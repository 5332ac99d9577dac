use libsql::{Builder, Connection};
use std::sync::Arc;

use crate::config::DatabaseConfig;
use crate::error::Result;

use super::schema;

pub struct Database {
    db: Arc<libsql::Database>,
    busy_timeout_ms: u64,
    journal_mode: String,
    synchronous: String,
}

impl Database {
    pub async fn new(config: &DatabaseConfig) -> Result<Self> {
        let busy_timeout_ms = std::env::var("DATABASE_BUSY_TIMEOUT_MS")
            .ok()
            .and_then(|v| v.parse::<u64>().ok())
            .unwrap_or(5000);
        let journal_mode = normalize_journal_mode(
            &std::env::var("DATABASE_JOURNAL_MODE").unwrap_or_else(|_| "WAL".to_string()),
        )
        .to_string();
        let synchronous = normalize_synchronous(
            &std::env::var("DATABASE_SYNCHRONOUS").unwrap_or_else(|_| "NORMAL".to_string()),
        )
        .to_string();

        let db = if config.url.starts_with("libsql://") || config.url.starts_with("https://") {
            if let Some(ref local_path) = config.local_path {
                Builder::new_remote_replica(
                    local_path,
                    config.url.clone(),
                    config.auth_token.clone().unwrap_or_default(),
                )
                .build()
                .await?
            } else {
                Builder::new_remote(
                    config.url.clone(),
                    config.auth_token.clone().unwrap_or_default(),
                )
                .build()
                .await?
            }
        } else if config.url == ":memory:" {
            Builder::new_local(":memory:").build().await?
        } else {
            let path = config.url.strip_prefix("file:").unwrap_or(&config.url);
            Builder::new_local(path).build().await?
        };

        let database = Self {
            db: Arc::new(db),
            busy_timeout_ms,
            journal_mode,
            synchronous,
        };
        database.configure_database().await?;
        database.init_schema().await?;

        Ok(database)
    }

    pub fn connect(&self) -> Result<Connection> {
        Ok(self.db.connect()?)
    }

    /// Cheap liveness probe for the health endpoint.
    pub async fn ping(&self) -> Result<()> {
        let conn = self.connect()?;
        conn.query("SELECT 1", ()).await?;
        Ok(())
    }

    async fn configure_database(&self) -> Result<()> {
        let conn = self.connect()?;

        let busy_timeout_sql = format!("PRAGMA busy_timeout = {}", self.busy_timeout_ms);
        if let Err(error) = conn.execute_batch(&busy_timeout_sql).await {
            tracing::warn!(
                busy_timeout_ms = self.busy_timeout_ms,
                error = %error,
                "Failed to set SQLite busy_timeout"
            );
        }

        let journal_sql = format!("PRAGMA journal_mode = {}", self.journal_mode);
        if let Err(error) = conn.execute_batch(&journal_sql).await {
            tracing::warn!(
                mode = %self.journal_mode,
                error = %error,
                "Failed to set SQLite journal_mode"
            );
        }

        let synchronous_sql = format!("PRAGMA synchronous = {}", self.synchronous);
        if let Err(error) = conn.execute_batch(&synchronous_sql).await {
            tracing::warn!(
                mode = %self.synchronous,
                error = %error,
                "Failed to set SQLite synchronous pragma"
            );
        }

        Ok(())
    }

    async fn init_schema(&self) -> Result<()> {
        let conn = self.connect()?;
        schema::init_schema(&conn).await?;
        Ok(())
    }
}

impl Clone for Database {
    fn clone(&self) -> Self {
        Self {
            db: Arc::clone(&self.db),
            busy_timeout_ms: self.busy_timeout_ms,
            journal_mode: self.journal_mode.clone(),
            synchronous: self.synchronous.clone(),
        }
    }
}

fn normalize_journal_mode(value: &str) -> &'static str {
    match value.trim().to_uppercase().as_str() {
        "DELETE" => "DELETE",
        "TRUNCATE" => "TRUNCATE",
        "PERSIST" => "PERSIST",
        "MEMORY" => "MEMORY",
        "WAL" => "WAL",
        "OFF" => "OFF",
        _ => "WAL",
    }
}

fn normalize_synchronous(value: &str) -> &'static str {
    match value.trim().to_uppercase().as_str() {
        "OFF" => "OFF",
        "NORMAL" => "NORMAL",
        "FULL" => "FULL",
        "EXTRA" => "EXTRA",
        _ => "NORMAL",
    }
}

## Exercise
All the entries must be retyped exactly.

## Reply
repository 5332ac99d9577dac
use libsql::{Builder, Connection};
use std::sync::Arc;

use crate::config::DatabaseConfig;
use crate::error::Result;

use super::schema;

pub struct Database {
    db: Arc<libsql::Database>,
    busy_timeout_ms: u64,
    journal_mode: String,
    synchronous: String,
}

impl Database {
    pub async fn new(config: &DatabaseConfig) -> Result<Self> {
        let busy_timeout_ms = std::env::var("DATABASE_BUSY_TIMEOUT_MS")
            .ok()
            .and_then(|v| v.parse::<u64>().ok())
            .unwrap_or(5000);
        let journal_mode = normalize_journal_mode(
            &std::env::var("DATABASE_JOURNAL_MODE").unwrap_or_else(|_| "WAL".to_string()),
        )
        .to_string();
        let synchronous = normalize_synchronous(
            &std::env::var("DATABASE_SYNCHRONOUS").unwrap_or_else(|_| "NORMAL".to_string()),
        )
        .to_string();

        let db = if config.url.starts_with("libsql://") || config.url.starts_with("https://") {
            if let Some(ref local_path) = config.local_path {
                Builder::new_remote_replica(
                    local_path,
                    config.url.clone(),
                    config.auth_token.clone().unwrap_or_default(),
                )
                .build()
                .await?
            } else {
                Builder::new_remote(
                    config.url.clone(),
                    config.auth_token.clone().unwrap_or_default(),
                )
                .build()
                .await?
            }
        } else if config.url == ":memory:" {
            Builder::new_local(":memory:").build().await?
        } else {
            let path = config.url.strip_prefix("file:").unwrap_or(&config.url);
            Builder::new_local(path).build().await?
        };

        let database = Self {
            db: Arc::new(db),
            busy_timeout_ms,
            journal_mode,
            synchronous,
        };
        database.configure_database().await?;
        database.init_schema().await?;

        Ok(database)
    }

    pub fn connect(&self) -> Result<Connection> {
        Ok(self.db.connect()?)
    }

    /// Cheap liveness probe for the health endpoint.
    pub async fn ping(&self) -> Result<()> {
        let conn = self.connect()?;
        conn.query("SELECT 1", ()).await?;
        Ok(())
    }

    async fn configure_database(&self) -> Result<()> {
        let conn = self.connect()?;

        let busy_timeout_sql = format!("PRAGMA busy_timeout = {}", self.busy_timeout_ms);
        if let Err(error) = conn.execute_batch(&busy_timeout_sql).await {
            tracing::warn!(
                busy_timeout_ms = self.busy_timeout_ms,
                error = %error,
                "Failed to set SQLite busy_timeout"
            );
        }

        let journal_sql = format!("PRAGMA journal_mode = {}", self.journal_mode);
        if let Err(error) = conn.execute_batch(&journal_sql).await {
            tracing::warn!(
                mode = %self.journal_mode,
                error = %error,
                "Failed to set SQLite journal_mode"
            );
        }

        let synchronous_sql = format!("PRAGMA synchronous = {}", self.synchronous);
        if let Err(error) = conn.execute_batch(&synchronous_sql).await {
            tracing::warn!(
                mode = %self.synchronous,
                error = %error,
                "Failed to set SQLite synchronous pragma"
            );
        }

        Ok(())
    }

    async fn init_schema(&self) -> Result<()> {
        let conn = self.connect()?;
        schema::init_schema(&conn).await?;
        Ok(())
    }
}

impl Clone for Database {
    fn clone(&self) -> Self {
        Self {
            db: Arc::clone(&self.db),
            busy_timeout_ms: self.busy_timeout_ms,
            journal_mode: self.journal_mode.clone(),
            synchronous: self.synchronous.clone(),
        }
    }
}

fn normalize_journal_mode(value: &str) -> &'static str {
    match value.trim().to_uppercase().as_str() {
        "DELETE" => "DELETE",
        "TRUNCATE" => "TRUNCATE",
        "PERSIST" => "PERSIST",
        "MEMORY" => "MEMORY",
        "WAL" => "WAL",
        "OFF" => "OFF",
        _ => "WAL",
    }
}

fn normalize_synchronous(value: &str) -> &'static str {
    match value.trim().to_uppercase().as_str() {
        "OFF" => "OFF",
        "NORMAL" => "NORMAL",
        "FULL" => "FULL",
        "EXTRA" => "EXTRA",
        _ => "NORMAL",
    }
}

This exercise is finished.